Nanotechnologie erscheint in den unterschiedlichsten Garderoben: Mal in Form von winzigsten Schaltungen im Smartphone, mal als viruskleine Partikelchen, die UV-Strahlung abblocken oder Brillengläser und Parkettböden kratzfest machen, und mal als hauchdünne Silberschicht an der Innenseite von Fensterglas, die Wärmestrahlung reflektiert und sie am Verlassen des Wohnraums hindert.

Wegen der vielen Erscheinungsformen ist es treffender, von „den Nanotechnologien“ zu sprechen, also den Plural zu benutzen. Jedenfalls tun diese winzigen Techniken in mehr als 1600 Konsumprodukten ihre Arbeit. Man kann sagen, sie haben einen wachsenden Einfluss auf unseren Alltag.

Die wirtschaftlichen Zahlen bestätigen dies: Deutschland investiert jährlich Hunderte von Millionen Euro in die Erforschung winziger Technik, 2010 machte die Wirtschaft 13 Milliarden Euro Umsatz mit Nanotechnologien und beschäftigte 61.000 Menschen in diesem Bereich.

„Nanotechnologie“ steht aber nicht nur für profane Alltagsprodukte mit netten Zusatzfunktionen wie eben Kratzfestigkeit, sondern auch für ein großes Zukunftsversprechen. Krebstherapien ohne Nebenwirkungen, super-effiziente Solarzellen oder Nanoroboter, die die Zellen eines Menschen über hundert oder zweihundert Jahre gesund halten, oder die verseuchte Meeresregionen säubern, sind nur einige Beispiele.

 

Heilsträume und Horrorvisionen

„Nano“ löst neben Heilsträumen aber auch Horrorvisionen aus. Am bekanntesten ist die von Amok laufenden Nanorobotern, die die halbe Erde auffressen, um sich selbst zu vermehren. Befürworter und Gegner der Nanotechnologien stehen sich entsprechend unversöhnlich gegenüber: Oft zügellose Technik-Begeisterung auf der einen, und mancher Ruf nach einem Forschungsstopp angesichts von zwar nur möglichen, aber bei Eintreten als untragbar angesehenen Risiken auf der anderen Seite.

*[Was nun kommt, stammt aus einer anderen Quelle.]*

//! Common test utilities and harness
//!
//! Provides reusable utilities for functional testing including:
//! - Test environment setup (temp directories, configs)
//! - Catalog construction from a test config
//! - Float assertion helpers

#![allow(dead_code)]

use std::path::PathBuf;

use slidefx_catalog::EffectCatalog;
use slidefx_config::Config;
use tempfile::TempDir;

/// Test environment with isolated config directory
pub struct TestEnvironment {
    /// Temporary directory for test config
    pub temp_dir: TempDir,
    /// Path to the config directory
    pub config_dir: PathBuf,
}

impl TestEnvironment {
    /// Create a new isolated test environment
    pub fn new() -> Self {
        let temp_dir = TempDir::new().expect("Failed to create temp directory");
        let config_dir = temp_dir.path().to_path_buf();

        Self {
            temp_dir,
            config_dir,
        }
    }

    /// Path of the test config file
    pub fn config_path(&self) -> PathBuf {
        self.config_dir.join("config.toml")
    }

    /// Write a test config file
    pub fn write_config(&self, content: &str) {
        std::fs::write(self.config_path(), content).expect("Failed to write test config");
    }

    /// Load the test config, creating the default file if missing
    pub fn load_config(&self) -> Config {
        Config::load_or_create(&self.config_path()).expect("Failed to load test config")
    }

    /// Catalog built from the test config
    pub fn catalog(&self) -> EffectCatalog {
        self.load_config()
            .build_catalog()
            .expect("Failed to build catalog")
    }

    /// Fresh directory for export output
    pub fn export_dir(&self) -> PathBuf {
        self.config_dir.join("export")
    }

    /// Read a file relative to the export directory
    pub fn read_export(&self, name: &str) -> String {
        let path = self.export_dir().join(name);
        std::fs::read_to_string(&path).unwrap_or_else(|e| panic!("Failed to read {path:?}: {e}"))
    }
}

impl Default for TestEnvironment {
    fn default() -> Self {
        Self::new()
    }
}

/// Assert two floats are within `eps`
pub fn assert_close(actual: f32, expected: f32, eps: f32) {
    assert!(
        (actual - expected).abs() < eps,
        "expected {expected} (±{eps}), got {actual}"
    );
}
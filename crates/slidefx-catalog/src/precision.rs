//! Precision preamble policy
//!
//! GLSL ES requires a default float precision in fragment programs while
//! desktop GLSL 1.10/1.20 compilers reject `precision` statements. The
//! bundled programs are authored for ES; this policy rewrites the
//! preamble for other targets.

use std::borrow::Cow;

use serde::{Deserialize, Serialize};

const GUARD_OPEN: &str = "#ifdef GL_ES";
const GUARD_CLOSE: &str = "#endif";

#[derive(Debug, Clone, Copy, PartialEq, Eq, Default, Serialize, Deserialize)]
#[serde(rename_all = "kebab-case")]
pub enum PrecisionPolicy {
    /// Program text exactly as bundled
    #[default]
    AsAuthored,
    /// Bare precision statements wrapped in `#ifdef GL_ES`
    Guarded,
    /// Precision statements and emptied `GL_ES` guards removed
    Stripped,
}

impl PrecisionPolicy {
    pub const ALL: [PrecisionPolicy; 3] = [Self::AsAuthored, Self::Guarded, Self::Stripped];

    pub fn name(self) -> &'static str {
        match self {
            Self::AsAuthored => "as-authored",
            Self::Guarded => "guarded",
            Self::Stripped => "stripped",
        }
    }

    pub fn from_name(name: &str) -> Option<Self> {
        Self::ALL.into_iter().find(|p| p.name() == name)
    }

    /// Rewrite `source` under this policy
    ///
    /// Returns the input borrowed when nothing changes.
    pub fn apply(self, source: &str) -> Cow<'_, str> {
        match self {
            Self::AsAuthored => Cow::Borrowed(source),
            Self::Guarded => guard(source),
            Self::Stripped => strip(source),
        }
    }
}

fn is_precision_statement(line: &str) -> bool {
    let line = line.trim();
    line.starts_with("precision ") && line.ends_with(';')
}

fn join(lines: &[&str], source: &str) -> String {
    let mut out = lines.join("\n");
    if source.ends_with('\n') {
        out.push('\n');
    }
    out
}

fn guard(source: &str) -> Cow<'_, str> {
    let mut lines = Vec::new();
    let mut in_guard = false;
    let mut changed = false;

    for line in source.lines() {
        let trimmed = line.trim();
        if trimmed.starts_with(GUARD_OPEN) {
            in_guard = true;
        } else if trimmed.starts_with(GUARD_CLOSE) {
            in_guard = false;
        }

        if !in_guard && is_precision_statement(line) {
            lines.extend([GUARD_OPEN, line, GUARD_CLOSE]);
            changed = true;
        } else {
            lines.push(line);
        }
    }

    if changed {
        Cow::Owned(join(&lines, source))
    } else {
        Cow::Borrowed(source)
    }
}

fn strip(source: &str) -> Cow<'_, str> {
    let kept: Vec<&str> = source
        .lines()
        .filter(|line| !is_precision_statement(line))
        .collect();
    if kept.len() == source.lines().count() {
        return Cow::Borrowed(source);
    }

    // drop `#ifdef GL_ES` blocks left with nothing but blank lines
    let mut lines = Vec::with_capacity(kept.len());
    let mut i = 0;
    while i < kept.len() {
        if kept[i].trim().starts_with(GUARD_OPEN) {
            let mut j = i + 1;
            while j < kept.len() && kept[j].trim().is_empty() {
                j += 1;
            }
            if j < kept.len() && kept[j].trim().starts_with(GUARD_CLOSE) {
                i = j + 1;
                continue;
            }
        }
        lines.push(kept[i]);
        i += 1;
    }

    // a leading blank line is all the empty guard leaves behind
    while lines.first().is_some_and(|l| l.trim().is_empty()) {
        lines.remove(0);
    }

    Cow::Owned(join(&lines, source))
}
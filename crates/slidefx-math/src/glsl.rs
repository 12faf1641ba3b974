//! Scalar equivalents of the GLSL ES built-ins used by the programs
//!
//! Vector forms come from glam (`Vec3::lerp` etc.); these cover the
//! scalar cases and the spots where GLSL semantics differ from Rust's
//! (`mod` floors, `%` truncates).

/// Linear blend, `x*(1-a) + y*a`
#[inline]
pub fn mix(x: f32, y: f32, a: f32) -> f32 {
    x * (1.0 - a) + y * a
}

/// Hermite interpolation between two edges
///
/// Matches GLSL: the input is clamped to `[0, 1]` after normalizing,
/// then `t*t*(3 - 2t)` is applied. Equal edges act as a step at `edge1`.
#[inline]
pub fn smoothstep(edge0: f32, edge1: f32, x: f32) -> f32 {
    if edge0 == edge1 {
        return if x >= edge1 { 1.0 } else { 0.0 };
    }
    let t = clamp01((x - edge0) / (edge1 - edge0));
    t * t * (3.0 - 2.0 * t)
}

/// `x - floor(x)`
#[inline]
pub fn fract(x: f32) -> f32 {
    x - x.floor()
}

/// GLSL `mod`: `x - y * floor(x / y)`, result carries the sign of `y`
#[inline]
pub fn glsl_mod(x: f32, y: f32) -> f32 {
    x - y * (x / y).floor()
}

#[inline]
pub fn clamp01(x: f32) -> f32 {
    x.clamp(0.0, 1.0)
}

/// `1 - (1 - a)^2`: fast start, eased finish
#[inline]
pub fn inverse_square(a: f32) -> f32 {
    1.0 - (1.0 - a) * (1.0 - a)
}

#[cfg(test)]
mod tests {
    use super::*;

    #[test]
    fn test_mix_endpoints() {
        assert_eq!(mix(2.0, 6.0, 0.0), 2.0);
        assert_eq!(mix(2.0, 6.0, 1.0), 6.0);
        assert_eq!(mix(2.0, 6.0, 0.5), 4.0);
    }

    #[test]
    fn test_smoothstep_clamps_and_eases() {
        assert_eq!(smoothstep(0.0, 1.0, -1.0), 0.0);
        assert_eq!(smoothstep(0.0, 1.0, 2.0), 1.0);
        assert!((smoothstep(0.0, 1.0, 0.5) - 0.5).abs() < 1e-6);
        assert!(smoothstep(0.0, 1.0, 0.25) < 0.25);
    }

    #[test]
    fn test_smoothstep_equal_edges_is_a_step() {
        assert_eq!(smoothstep(0.5, 0.5, 0.49), 0.0);
        assert_eq!(smoothstep(0.5, 0.5, 0.5), 1.0);
        assert_eq!(smoothstep(0.5, 0.5, 0.51), 1.0);
    }

    #[test]
    fn test_glsl_mod_floors_negative_input() {
        // Rust's % would give -1.0 here
        assert!((glsl_mod(-1.0, 4.0) - 3.0).abs() < 1e-6);
        assert!((glsl_mod(5.0, 4.0) - 1.0).abs() < 1e-6);
    }

    #[test]
    fn test_fract() {
        assert!((fract(2.75) - 0.75).abs() < 1e-6);
        assert!((fract(-0.25) - 0.75).abs() < 1e-6);
    }

    #[test]
    fn test_inverse_square() {
        assert_eq!(inverse_square(0.0), 0.0);
        assert_eq!(inverse_square(1.0), 1.0);
        assert!((inverse_square(0.5) - 0.75).abs() < 1e-6);
    }
}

Diese Extreme zeigen schon, dass das Thema nicht nur sehr faszinierend ist, sondern eine echte Herausforderung für eine auf Technologie und deren Weiterentwicklung basierenden Gesellschaft.

Angesichts ihrer breiten Bedeutung für den Alltag sollten die Entwicklung und auch die Regulierung der Nanotechnologien nicht nur von den oft ideologisch argumentierenden Interessengruppen wie Industrie-, Umweltschutz- oder Verbraucherverbänden, sondern in der Öffentlichkeit debattiert werden.

Journalisten spielen dabei eine wichtige Schlüsselrolle, schließlich haben sie keinen unerheblichen Einfluss darauf, worüber das Land debattiert, und worüber nicht. Entscheidend ist, dass sie aus neutraler Warte ein von Interessengruppen unabhängiges Bild der Nanotechnologien zeichnen, das Risiken und mögliche negative Konsequenzen genauso ins Auge fasst wie die Chancen. Denn der Preis, den wir als Gesellschaft für eine nanotechnologische Anwendung bezahlen, sollte in Rechnung gestellt werden.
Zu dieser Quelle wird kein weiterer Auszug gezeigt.